Uma visão elíptica da América
Visualmente austero, narrativamente fragmentado, Eddington não é propriamente um filme fácil de acolher. Ari Aster aplica-lhe o seu estilo elíptico a um mundo onde o medo é político e a histeria transforma-se em violência. Ainda assim, a recepção foi de certo modo mista, aqui em Cannes: se por um lado o filme impressiona uns pela sua ambição e densidade, por outro há quem critique a falta de nuance e os personagens unidimensionais. Joe (Phoenix), o protagonista, é visto por exemplo, como uma caricatura do eleitorado de direita, enquanto os elementos satíricos por vezes tropeçam em lugares-comuns.
A crítica está polarizada
A estreia em Cannes do filme, gerou algumas discussões inflamadas no seio da crítica mais experiente nestas andanças dos festivais, o que parece confirmar uma clara intenção de Ari Aster: provocar, dividir e obrigar à reflexão. Eddington pode não ser a obra definitiva sobre a América pandémica, mas é, sem dúvida, um espelho inquietante do seu trauma coletivo.
“La Petite Dernière”: Um drama delicado de pertença
Com La Petite Dernière, a actriz agora realizadora francesa Hafsia Herzi brilha com um drama delicado sobre a fé, desejo e pertença. Se Ari Aster olha para o exterior e para o colapso das instituições, Hafsia Herzi, vira-se para dentro, para as pessoas, para uma jovem rapariga em crise de identidade. La Petite Dernière, é a sua estreia na competição oficial após as suas passagens como realizadora, pela Semana da Crítica e Un Certain Regard. Desta vez, Herzi adapta o romance semi-autobiográfico de Fatima Daas para explorar a descoberta da identidade e a dor do crescimento num contexto cultural desafiante: o Islão em França.
A fé e a sexualidade de uma jovem
Fátima, 17 anos, vive como pais e as irmãs num subúrbio de Paris. Eximia jogadora de futebol, estudante exemplar, entra na faculdade de Filosofia e é aí, no confronto com novos mundos e ideias, que vê-se obrigada a questionar a sua fé, os laços familiares e a sua própria orientação sexual. Muçulmana praticante, Fátima descobre-se homossexual num meio onde isso é, no mínimo, problemático.

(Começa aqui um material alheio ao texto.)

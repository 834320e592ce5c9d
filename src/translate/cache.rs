//! Two-tier translation cache.
//! Memory tier: unbounded map, process lifetime, cleared only by reset.
//! Durable tier: key-value store, written through on every fresh
//! translation, promoted into memory on a read hit.
//! Key: blake3 hash of (resolved source | resolved target | stripped text).

use std::sync::Arc;

use lru::LruCache;
use parking_lot::Mutex;
use tracing::debug;

use crate::metrics::{metric_names, ServiceMetrics};
use crate::store::KeyValueStore;

/// Namespace prefix for per-string entries in the durable store.
const STORE_PREFIX: &str = "trans:";

/// Logical cache key shared by both tiers.
#[derive(Debug, Clone, Copy, PartialEq, Eq, Hash)]
pub struct CacheKey([u8; 32]);

impl CacheKey {
    /// Compute the key from resolved languages and stripped text.
    pub fn derive(source: &str, target: &str, stripped: &str) -> Self {
        let mut hasher = blake3::Hasher::new();
        hasher.update(source.as_bytes());
        hasher.update(b"|");
        hasher.update(target.as_bytes());
        hasher.update(b"|");
        hasher.update(stripped.as_bytes());
        Self(*hasher.finalize().as_bytes())
    }

    /// Namespaced hex form used in the durable store.
    pub fn storage_key(&self) -> String {
        format!("{}{}", STORE_PREFIX, blake3::Hash::from(self.0).to_hex())
    }
}

/// Two-tier cache. The memory tier is deliberately unbounded: entries live
/// until an explicit clear, and the durable tier carries them across
/// restarts.
pub struct TranslationCache {
    memory: Mutex<LruCache<CacheKey, String>>,
    store: Arc<dyn KeyValueStore>,
    metrics: Arc<ServiceMetrics>,
}

impl TranslationCache {
    pub fn new(store: Arc<dyn KeyValueStore>, metrics: Arc<ServiceMetrics>) -> Self {
        Self {
            memory: Mutex::new(LruCache::unbounded()),
            store,
            metrics,
        }
    }

    /// Look up a translation. A durable-tier hit is promoted into memory so
    /// the next lookup never touches the store.
    pub fn get(&self, key: &CacheKey) -> Option<String> {
        {
            let mut memory = self.memory.lock();
            if let Some(text) = memory.get(key) {
                self.metrics.incr(metric_names::CACHE_HIT_MEMORY);
                return Some(text.clone());
            }
        }

        if let Some(text) = self.store.get(&key.storage_key()) {
            debug!("durable cache hit, promoting to memory");
            self.metrics.incr(metric_names::CACHE_HIT_PERSISTENT);
            self.memory.lock().put(*key, text.clone());
            return Some(text);
        }

        None
    }

    /// Write a translation to both tiers. The durable write is best-effort.
    pub fn insert(&self, key: &CacheKey, translated: &str) {
        self.memory.lock().put(*key, translated.to_string());
        self.store.set(&key.storage_key(), translated);
    }

    /// Drop the memory tier. Durable entries are untouched.
    pub fn clear_memory(&self) {
        self.memory.lock().clear();
    }

    /// Entries currently held in the memory tier.
    pub fn memory_len(&self) -> usize {
        self.memory.lock().len()
    }
}

#[cfg(test)]
mod tests {
    use super::*;
    use crate::store::MemoryStore;

    fn cache_over(store: Arc<MemoryStore>) -> TranslationCache {
        TranslationCache::new(store, Arc::new(ServiceMetrics::new()))
    }

    #[test]
    fn key_is_deterministic_and_distinct_per_input() {
        let a = CacheKey::derive("en", "fr", "Hello");
        let b = CacheKey::derive("en", "fr", "Hello");
        let c = CacheKey::derive("en", "de", "Hello");
        let d = CacheKey::derive("en", "fr", "Hello!");
        assert_eq!(a, b);
        assert_ne!(a, c);
        assert_ne!(a, d);
    }

    #[test]
    fn storage_key_is_namespaced_hex() {
        let key = CacheKey::derive("en", "ml", "Hello");
        let storage = key.storage_key();
        assert!(storage.starts_with("trans:"));
        assert_eq!(storage.len(), "trans:".len() + 64);
    }

    #[test]
    fn insert_writes_through_to_both_tiers() {
        let store = Arc::new(MemoryStore::new());
        let cache = cache_over(Arc::clone(&store));
        let key = CacheKey::derive("en", "fr", "Hello");

        cache.insert(&key, "Bonjour");

        assert_eq!(cache.get(&key), Some("Bonjour".to_string()));
        assert_eq!(store.get(&key.storage_key()), Some("Bonjour".to_string()));
    }

    #[test]
    fn durable_hit_promotes_into_memory() {
        let store = Arc::new(MemoryStore::new());
        let key = CacheKey::derive("en", "fr", "Hello");
        store.set(&key.storage_key(), "Bonjour");

        let metrics = Arc::new(ServiceMetrics::new());
        let cache = TranslationCache::new(
            Arc::clone(&store) as Arc<dyn KeyValueStore>,
            Arc::clone(&metrics),
        );

        assert_eq!(cache.get(&key), Some("Bonjour".to_string()));
        assert_eq!(metrics.counter(metric_names::CACHE_HIT_PERSISTENT), 1);

        // Second lookup is served from memory
        assert_eq!(cache.get(&key), Some("Bonjour".to_string()));
        assert_eq!(metrics.counter(metric_names::CACHE_HIT_MEMORY), 1);
        assert_eq!(cache.memory_len(), 1);
    }

    #[test]
    fn clear_memory_leaves_durable_tier_intact() {
        let store = Arc::new(MemoryStore::new());
        let cache = cache_over(Arc::clone(&store));
        let key = CacheKey::derive("en", "fr", "Hello");

        cache.insert(&key, "Bonjour");
        cache.clear_memory();

        assert_eq!(cache.memory_len(), 0);
        assert_eq!(store.get(&key.storage_key()), Some("Bonjour".to_string()));
        // The entry comes back through promotion
        assert_eq!(cache.get(&key), Some("Bonjour".to_string()));
        assert_eq!(cache.memory_len(), 1);
    }

    #[test]
    fn unknown_key_misses_both_tiers() {
        let cache = cache_over(Arc::new(MemoryStore::new()));
        let key = CacheKey::derive("en", "fr", "never stored");
        assert_eq!(cache.get(&key), None);
    }
}
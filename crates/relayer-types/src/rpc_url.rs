// Copyright 2022 Webb Technologies Inc.
//
// Licensed under the Apache License, Version 2.0 (the "License");
// you may not use this file except in compliance with the License.
// You may obtain a copy of the License at
//
// http://www.apache.org/licenses/LICENSE-2.0
//
// Unless required by applicable law or agreed to in writing, software
// distributed under the License is distributed on an "AS IS" BASIS,
// WITHOUT WARRANTIES OR CONDITIONS OF ANY KIND, either express or implied.
// See the License for the specific language governing permissions and
// limitations under the License.

use serde::{Deserialize, Serialize};

/// An API base URL wrapper around [`url::Url`] that can also be
/// deserialized from an environment variable written as `$NAME`.
#[derive(Clone, PartialEq, Eq, Serialize)]
pub struct RpcUrl(url::Url);

impl RpcUrl {
    /// Returns the inner [`url::Url`].
    pub fn as_url(&self) -> &url::Url {
        &self.0
    }

    /// Appends `path` to the base path, keeping any path the base already
    /// has (`http://host/proxy` + `ext/bc/P` gives `http://host/proxy/ext/bc/P`).
    pub fn endpoint(&self, path: &str) -> Result<url::Url, url::ParseError> {
        let mut base = self.0.clone();
        if !base.path().ends_with('/') {
            let with_slash = format!("{}/", base.path());
            base.set_path(&with_slash);
        }
        base.join(path.trim_start_matches('/'))
    }
}

impl std::fmt::Display for RpcUrl {
    fn fmt(&self, f: &mut std::fmt::Formatter<'_>) -> std::fmt::Result {
        // Credentials are never printed.
        write!(f, "{}", self.0.scheme())?;
        if let Some(host) = self.0.host_str() {
            write!(f, "://{host}")?;
        }
        if let Some(port) = self.0.port_or_known_default() {
            write!(f, ":{port}")?;
        }
        write!(f, "{}", self.0.path())
    }
}

impl std::fmt::Debug for RpcUrl {
    fn fmt(&self, f: &mut std::fmt::Formatter<'_>) -> std::fmt::Result {
        write!(f, "{self}")
    }
}

impl std::str::FromStr for RpcUrl {
    type Err = url::ParseError;

    fn from_str(s: &str) -> Result<Self, Self::Err> {
        url::Url::parse(s).map(Self)
    }
}

impl From<RpcUrl> for url::Url {
    fn from(rpc_url: RpcUrl) -> Self {
        rpc_url.0
    }
}

impl From<url::Url> for RpcUrl {
    fn from(url: url::Url) -> Self {
        RpcUrl(url)
    }
}

impl std::ops::Deref for RpcUrl {
    type Target = url::Url;

    fn deref(&self) -> &Self::Target {
        &self.0
    }
}

impl<'de> Deserialize<'de> for RpcUrl {
    fn deserialize<D>(deserializer: D) -> Result<Self, D::Error>
    where
        D: serde::Deserializer<'de>,
    {
        struct RpcUrlVistor;
        impl<'de> serde::de::Visitor<'de> for RpcUrlVistor {
            type Value = url::Url;

            fn expecting(
                &self,
                formatter: &mut std::fmt::Formatter,
            ) -> std::fmt::Result {
                formatter.write_str(
                    "api url string or an env var containing an api url string in it",
                )
            }

            fn visit_str<E>(self, value: &str) -> Result<Self::Value, E>
            where
                E: serde::de::Error,
            {
                let raw = match value.strip_prefix('$') {
                    Some(var) => {
                        tracing::trace!("Reading {} from env", var);
                        std::env::var(var).map_err(|e| {
                            serde::de::Error::custom(format!(
                                "error while loading this env {var}: {e}",
                            ))
                        })?
                    }
                    None => value.to_owned(),
                };
                url::Url::parse(&raw)
                    .map_err(|e| serde::de::Error::custom(format!("{e:?}")))
            }
        }

        let rpc_url = deserializer.deserialize_str(RpcUrlVistor)?;
        Ok(Self(rpc_url))
    }
}
/// The default port the health and metrics API listens on.
pub const fn api_port() -> u16 {
    8080
}
/// Share of the total stake weight that must attest a message.
pub const fn quorum_percentage() -> u64 {
    67
}
/// Chains are enabled unless the config says otherwise.
pub const fn enabled() -> bool {
    true
}
/// The maximum blocks per step is set to `100` by default.
pub const fn max_blocks_per_step() -> u64 {
    100
}
/// Polling interval of the live feed in milliseconds.
pub const fn polling_interval() -> u64 {
    1_000
}
/// The print progress interval is set to `7_000` by default.
pub const fn print_progress_interval() -> u64 {
    7_000
}
/// Pause between two attempts of a failed step, in milliseconds.
pub const fn retry_interval() -> u64 {
    1_000
}
/// Delivery attempts of one message before the coordinator restarts.
pub const fn max_delivery_attempts() -> usize {
    5
}
/// Signature request rounds before a delivery is deferred.
pub const fn max_collection_rounds() -> u32 {
    3
}
/// Pause between two signature request rounds, in milliseconds.
pub const fn collection_round_interval() -> u64 {
    500
}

Com Nadia Melliti — uma revelação entre os não-profissionais — no papel principal, Herzi constrói um filme de grande sensibilidade e honestidade. A câmara acompanha Fátima com ternura e rigor, sem recorrer ao melodrama. O elenco de rostos desconhecidos acentua a autenticidade de uma história que fala de pertença, resistência e coragem pessoal.
Herzi a crescer como realizadora
La Petite Dernière é, antes de mais que um filme, um gesto político (o de Ari Aster também o é) e íntimo de grande sensibilidade. Herzi, vencedora recente do César de Melhor Atriz, mostra-se cada vez mais madura como cineasta, e não tem medo de abordar temas delicados como a sexualidade no Islão, o peso da tradição e a força das redes de apoio. A recepção em Cannes foi calorosa, sem ser demasiado empolgante, com destaque para a subtileza do argumento e a força da jovem Melliti.
Entre o colapso social e o renascimento pessoal
Se há um traço comum entre Eddington de Ari Aster e La Petite Dernière de Hafsia Herzi , é a ideia de mundo em transição. Aster mostra uma América à beira da implosão, onde o medo e o ódio ganham forma política. Herzi, por sua vez, mostra uma jovem em desconstrução, a tentar encontrar um lugar entre a fé e o desejo. Dois filmes muito diferentes, mas ambos urgentes, comprometidos e profundamente humanos.
Com Cannes a meio caminho, para a Palma de Ouro 2025, estas obras marcam o festival pela sua ousadia temática e abordagem singular. E assim, o Diário de Cannes 2025 continua a revelar o cinema como espelho do tempo que vivemos — inquieto, contraditório e sempre à procura de sentido.